[Collected data]

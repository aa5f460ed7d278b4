//! A library and application for flashing Papyrix firmware to ESP32-C3
//! devices over serial
//!
//! The ROM bootloader of the chip speaks a SLIP-framed request/response
//! protocol; this crate implements the framing ([slip]), the command set
//! ([connection]), and a session driver ([flasher]) that resets the chip
//! into download mode, syncs, streams the image deflate-compressed, and
//! reboots into the new firmware.
//!
//! ## As an application
//!
//! ```bash
//! $ papyrix-flasher flash firmware.bin
//! ```
//!
//! ## As a library
//!
//! ```no_run
//! use papyrix_flasher::{
//!     constants::{DEFAULT_BAUD_RATE, FIRMWARE_ADDRESS},
//!     flasher::Flasher,
//!     interface::SerialInterface,
//! };
//!
//! # fn main() -> Result<(), papyrix_flasher::error::Error> {
//! let port = SerialInterface::open("/dev/ttyACM0", DEFAULT_BAUD_RATE)?;
//! let mut flasher = Flasher::new(Box::new(port));
//!
//! flasher.connect()?;
//! flasher.flash_image_compressed(&[0xE9, 0x04], FIRMWARE_ADDRESS, None)?;
//! flasher.reboot()?;
//! # Ok(())
//! # }
//! ```

pub mod connection;
pub mod constants;
pub mod detect;
pub mod error;
pub mod flasher;
pub mod interface;
pub mod slip;
pub mod targets;

pub use self::{
    error::Error,
    flasher::{Flasher, ProgressCallbacks},
    targets::Chip,
};

/// Logging utilities
pub mod logging {
    use env_logger::Env;
    use log::LevelFilter;

    /// Initialize the logger with the given [LevelFilter]
    pub fn initialize_logger(filter: LevelFilter) {
        env_logger::Builder::from_env(Env::default().default_filter_or(filter.as_str()))
            .format_target(false)
            .init();
    }
}
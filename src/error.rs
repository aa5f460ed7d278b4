//! Library and application errors

use std::{
    fmt::{Display, Formatter},
    io,
};

use miette::Diagnostic;
use thiserror::Error;

use crate::connection::command::CommandType;

#[derive(Error, Debug, Diagnostic)]
#[non_exhaustive]
pub enum Error {
    #[error("Error while connecting to device")]
    #[diagnostic(transparent)]
    Connection(#[source] ConnectionError),
    #[error("Communication error while flashing device")]
    #[diagnostic(transparent)]
    Flashing(#[source] ConnectionError),
    #[error("The bootloader returned an error")]
    #[diagnostic(transparent)]
    RomError(#[from] RomError),
    #[error("Failed to sync with the bootloader after {0} attempts")]
    #[diagnostic(
        code(papyrix_flasher::sync_failed),
        help("Ensure that the device is connected and the reset and boot pins are not being held down")
    )]
    SyncFailed(usize),
    #[error("Flash content verification failed: expected MD5 {expected}, device reported {actual}")]
    #[diagnostic(code(papyrix_flasher::verify_failed))]
    VerifyFailed { expected: String, actual: String },
    #[error("No serial ports could be detected")]
    #[diagnostic(
        code(papyrix_flasher::no_serial),
        help("Make sure you have connected a device to the host system")
    )]
    NoSerial,
    #[error("No ESP32-C3 device could be detected on any serial port")]
    #[diagnostic(
        code(papyrix_flasher::no_device),
        help("Specify the serial port explicitly if the device does not auto-reset into download mode")
    )]
    DeviceNotDetected,
}

#[derive(Error, Debug, Diagnostic)]
#[non_exhaustive]
pub enum ConnectionError {
    #[error("IO error while using serial port: {0}")]
    #[diagnostic(code(papyrix_flasher::serial_error))]
    Serial(#[source] serialport::Error),
    #[error("Serial port not found")]
    #[diagnostic(
        code(papyrix_flasher::device_not_found),
        help("Ensure that the device is connected and your host recognizes the serial adapter")
    )]
    DeviceNotFound,
    #[error("Timeout while running {0}command")]
    #[diagnostic(code(papyrix_flasher::timeout))]
    Timeout(TimedOutCommand),
    #[error("Received response is too short: {0} bytes")]
    #[diagnostic(code(papyrix_flasher::short_response))]
    ResponseTooShort(usize),
    #[error("Received response has invalid direction byte {0:#04x}")]
    #[diagnostic(code(papyrix_flasher::invalid_direction))]
    InvalidDirection(u8),
    #[error("Received response declares {declared} payload bytes but carries {available}")]
    #[diagnostic(code(papyrix_flasher::payload_mismatch))]
    PayloadMismatch { declared: usize, available: usize },
    #[error("Received response payload is malformed")]
    #[diagnostic(code(papyrix_flasher::malformed_payload))]
    MalformedPayload,
}

#[derive(Debug, Default, Clone)]
pub struct TimedOutCommand {
    command: Option<CommandType>,
}

impl From<CommandType> for TimedOutCommand {
    fn from(c: CommandType) -> Self {
        TimedOutCommand { command: Some(c) }
    }
}

impl Display for TimedOutCommand {
    fn fmt(&self, f: &mut Formatter<'_>) -> std::fmt::Result {
        match &self.command {
            Some(command) => write!(f, "{} ", command),
            None => Ok(()),
        }
    }
}

impl From<serialport::Error> for ConnectionError {
    fn from(err: serialport::Error) -> Self {
        match err.kind() {
            serialport::ErrorKind::Io(kind) => from_error_kind(kind, err),
            serialport::ErrorKind::NoDevice => ConnectionError::DeviceNotFound,
            _ => ConnectionError::Serial(err),
        }
    }
}

impl From<serialport::Error> for Error {
    fn from(err: serialport::Error) -> Self {
        Self::Connection(err.into())
    }
}

impl From<io::Error> for ConnectionError {
    fn from(err: io::Error) -> Self {
        from_error_kind(err.kind(), err)
    }
}

impl From<io::Error> for Error {
    fn from(err: io::Error) -> Self {
        Self::Connection(err.into())
    }
}

impl From<ConnectionError> for Error {
    fn from(err: ConnectionError) -> Self {
        Self::Connection(err)
    }
}

fn from_error_kind<E: Into<serialport::Error>>(kind: io::ErrorKind, err: E) -> ConnectionError {
    match kind {
        io::ErrorKind::TimedOut => ConnectionError::Timeout(TimedOutCommand::default()),
        io::ErrorKind::NotFound => ConnectionError::DeviceNotFound,
        _ => ConnectionError::Serial(err.into()),
    }
}

/// One-byte error codes reported by the ROM loader.
#[derive(Copy, Clone, Debug, PartialEq, Eq, Error, Diagnostic)]
#[repr(u8)]
#[non_exhaustive]
pub enum RomErrorKind {
    #[error("invalid message")]
    #[diagnostic(code(papyrix_flasher::rom::invalid_message))]
    InvalidMessage = 0x05,
    #[error("failed to act")]
    #[diagnostic(code(papyrix_flasher::rom::failed))]
    FailedToAct = 0x06,
    #[error("invalid CRC")]
    #[diagnostic(code(papyrix_flasher::rom::crc))]
    InvalidCrc = 0x07,
    #[error("flash write error")]
    #[diagnostic(code(papyrix_flasher::rom::flash_write))]
    FlashWriteError = 0x08,
    #[error("flash read error")]
    #[diagnostic(code(papyrix_flasher::rom::flash_read))]
    FlashReadError = 0x09,
    #[error("flash read length error")]
    #[diagnostic(code(papyrix_flasher::rom::flash_read_length))]
    FlashReadLengthError = 0x0A,
    #[error("deflate error")]
    #[diagnostic(code(papyrix_flasher::rom::deflate))]
    DeflateError = 0x0B,
    #[error("unknown error")]
    #[diagnostic(code(papyrix_flasher::rom::other))]
    Unknown = 0xFF,
}

impl From<u8> for RomErrorKind {
    fn from(raw: u8) -> Self {
        match raw {
            0x05 => RomErrorKind::InvalidMessage,
            0x06 => RomErrorKind::FailedToAct,
            0x07 => RomErrorKind::InvalidCrc,
            0x08 => RomErrorKind::FlashWriteError,
            0x09 => RomErrorKind::FlashReadError,
            0x0A => RomErrorKind::FlashReadLengthError,
            0x0B => RomErrorKind::DeflateError,
            _ => RomErrorKind::Unknown,
        }
    }
}

/// A command that the ROM loader answered with a failure response.
#[derive(Copy, Clone, Debug, Error, Diagnostic)]
#[non_exhaustive]
#[error("Command {command} failed: status=0x{status:02X} error=0x{error:02X} ({kind})")]
pub struct RomError {
    command: CommandType,
    status: u8,
    error: u8,
    #[source]
    kind: RomErrorKind,
}

impl RomError {
    pub fn new(command: CommandType, status: u8, error: u8) -> RomError {
        RomError {
            command,
            status,
            error,
            kind: RomErrorKind::from(error),
        }
    }
}

pub(crate) trait ResultExt {
    /// mark an error as having occurred during the flashing stage
    fn flashing(self) -> Self;
    /// mark the command from which this error originates
    fn for_command(self, command: CommandType) -> Self;
}

impl<T> ResultExt for Result<T, Error> {
    fn flashing(self) -> Self {
        match self {
            Err(Error::Connection(err)) => Err(Error::Flashing(err)),
            res => res,
        }
    }

    fn for_command(self, command: CommandType) -> Self {
        match self {
            Err(Error::Connection(ConnectionError::Timeout(_))) => {
                Err(Error::Connection(ConnectionError::Timeout(command.into())))
            }
            Err(Error::Flashing(ConnectionError::Timeout(_))) => {
                Err(Error::Flashing(ConnectionError::Timeout(command.into())))
            }
            res => res,
        }
    }
}

#[cfg(test)]
mod tests {
    use super::*;

    #[test]
    fn rom_error_kind_from_raw() {
        assert_eq!(RomErrorKind::from(0x05), RomErrorKind::InvalidMessage);
        assert_eq!(RomErrorKind::from(0x07), RomErrorKind::InvalidCrc);
        assert_eq!(RomErrorKind::from(0x0B), RomErrorKind::DeflateError);
        assert_eq!(RomErrorKind::from(0x99), RomErrorKind::Unknown);
    }

    #[test]
    fn rom_error_display_names_the_failure() {
        let err = RomError::new(CommandType::SpiAttach, 0x01, 0x07);
        let message = err.to_string();

        assert!(message.contains("0x01"));
        assert!(message.contains("0x07"));
        assert!(message.contains("invalid CRC"));
    }

    #[test]
    fn rom_error_display_for_every_code() {
        for code in [0x05, 0x06, 0x07, 0x08, 0x09, 0x0A, 0x0B, 0x42] {
            let err = RomError::new(CommandType::FlashDeflData, 0x01, code);
            assert!(!err.to_string().is_empty());
        }
    }
}
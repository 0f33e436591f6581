/// Success envelope
///
/// ```json
/// { "message": "Column reordered", "data": [ ... ] }
/// ```

use axum::{
    http::StatusCode,
    response::{IntoResponse, Response},
    Json,
};
use serde::{Deserialize, Serialize};

/// Successful response body
#[derive(Debug, Serialize, Deserialize)]
pub struct ApiResponse<T> {
    /// Human-readable outcome
    pub message: String,

    /// Payload
    #[serde(skip_serializing_if = "Option::is_none")]
    pub data: Option<T>,
}

/// Envelope plus status code
#[derive(Debug)]
pub struct Envelope<T> {
    status: StatusCode,
    body: ApiResponse<T>,
}

impl<T: Serialize> Envelope<T> {
    /// 200 with a payload
    pub fn ok(message: impl Into<String>, data: T) -> Self {
        Self::with_status(StatusCode::OK, message, Some(data))
    }

    /// 201 with the created resource
    pub fn created(message: impl Into<String>, data: T) -> Self {
        Self::with_status(StatusCode::CREATED, message, Some(data))
    }

    fn with_status(status: StatusCode, message: impl Into<String>, data: Option<T>) -> Self {
        Self {
            status,
            body: ApiResponse {
                message: message.into(),
                data,
            },
        }
    }
}

impl Envelope<()> {
    /// 200 with only a message
    pub fn message(message: impl Into<String>) -> Self {
        Self::with_status(StatusCode::OK, message, None)
    }
}

impl<T: Serialize> IntoResponse for Envelope<T> {
    fn into_response(self) -> Response {
        (self.status, Json(self.body)).into_response()
    }
}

What is needed: Working from the entries above, return all lines that contain "declared".

Answer for this exercise:
    #[error("Received response declares {declared} payload bytes but carries {available}")]
    PayloadMismatch { declared: usize, available: usize },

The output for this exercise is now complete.